* Task item *
Lines in the listing below containing the string "published" are to be identified and copied.
*****
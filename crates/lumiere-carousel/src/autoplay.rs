//! Autoplay driver.
//!
//! One task owns the [`CarouselEngine`]. Timer ticks and manual commands
//! are serialized through that task's `select!` loop, and every state
//! change is published on a `watch` channel.
//!
//! ```text
//!   CarouselHandle ──mpsc──▶ ┌──────────────┐ ──watch──▶ subscribers
//!                            │ driver task  │
//!        interval tick ────▶ │ (owns engine)│
//!                            └──────────────┘
//! ```

use std::time::Duration;

use tokio::sync::{mpsc, watch};
use tokio::task::JoinHandle;
use tokio::time::{interval_at, Instant, MissedTickBehavior};
use tracing::{debug, info};

use crate::engine::{CarouselEngine, CarouselState, Transition};
use crate::CarouselError;

/// Default autoplay period.
pub const DEFAULT_AUTOPLAY_INTERVAL: Duration = Duration::from_millis(6000);

const COMMAND_BUFFER: usize = 32;

enum DriverCommand {
    Apply(Transition),
    Shutdown,
}

/// Owns an engine and advances it on a fixed period.
pub struct CarouselDriver {
    engine: CarouselEngine,
    period: Duration,
}

/// Handle to a running driver. Dropping it stops the driver.
pub struct CarouselHandle {
    cmd_tx: mpsc::Sender<DriverCommand>,
    state_rx: watch::Receiver<CarouselState>,
    task: JoinHandle<()>,
}

impl CarouselDriver {
    /// A zero period is rejected; the ticker cannot run without one.
    pub fn new(engine: CarouselEngine, period: Duration) -> Result<Self, CarouselError> {
        if period.is_zero() {
            return Err(CarouselError::ZeroInterval);
        }
        Ok(Self { engine, period })
    }

    /// Spawn the driver on the current tokio runtime.
    ///
    /// The first tick fires one full period after start.
    pub fn start(self) -> CarouselHandle {
        let (cmd_tx, cmd_rx) = mpsc::channel(COMMAND_BUFFER);
        let (state_tx, state_rx) = watch::channel(self.engine.state());

        let task = tokio::spawn(self.run(cmd_rx, state_tx));

        CarouselHandle {
            cmd_tx,
            state_rx,
            task,
        }
    }

    async fn run(
        mut self,
        mut cmd_rx: mpsc::Receiver<DriverCommand>,
        state_tx: watch::Sender<CarouselState>,
    ) {
        info!(
            slides = self.engine.slide_count(),
            period_ms = self.period.as_millis() as u64,
            "carousel autoplay started"
        );

        let mut ticker = interval_at(Instant::now() + self.period, self.period);
        ticker.set_missed_tick_behavior(MissedTickBehavior::Delay);

        loop {
            let transition = tokio::select! {
                _ = ticker.tick() => Transition::Tick,
                cmd = cmd_rx.recv() => match cmd {
                    Some(DriverCommand::Apply(transition)) => transition,
                    Some(DriverCommand::Shutdown) | None => break,
                },
            };

            if self.engine.apply(transition) {
                state_tx.send_replace(self.engine.state());
            } else {
                debug!(?transition, "carousel transition left slide unchanged");
                // Direction may still have changed.
                state_tx.send_if_modified(|state| {
                    let next = self.engine.state();
                    let modified = *state != next;
                    *state = next;
                    modified
                });
            }
        }

        info!("carousel autoplay stopped");
    }
}

impl CarouselHandle {
    /// Latest published state.
    pub fn state(&self) -> CarouselState {
        *self.state_rx.borrow()
    }

    /// Receiver for state changes.
    pub fn subscribe(&self) -> watch::Receiver<CarouselState> {
        self.state_rx.clone()
    }

    /// Queue a manual transition.
    pub async fn apply(&self, transition: Transition) -> Result<(), CarouselError> {
        self.send(DriverCommand::Apply(transition)).await
    }

    pub async fn next(&self) -> Result<(), CarouselError> {
        self.apply(Transition::Next).await
    }

    pub async fn previous(&self) -> Result<(), CarouselError> {
        self.apply(Transition::Previous).await
    }

    pub async fn jump_to(&self, index: usize) -> Result<(), CarouselError> {
        self.apply(Transition::JumpTo(index)).await
    }

    /// Stop the driver and wait for its task to finish.
    pub async fn shutdown(mut self) -> Result<(), CarouselError> {
        self.send(DriverCommand::Shutdown).await?;
        (&mut self.task)
            .await
            .map_err(|_| CarouselError::DriverClosed)
    }

    async fn send(&self, cmd: DriverCommand) -> Result<(), CarouselError> {
        self.cmd_tx
            .send(cmd)
            .await
            .map_err(|_| CarouselError::DriverClosed)
    }
}

impl Drop for CarouselHandle {
    fn drop(&mut self) {
        self.task.abort();
    }
}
*****
* Response *
//! change is published on a `watch` channel.
    /// Latest published state.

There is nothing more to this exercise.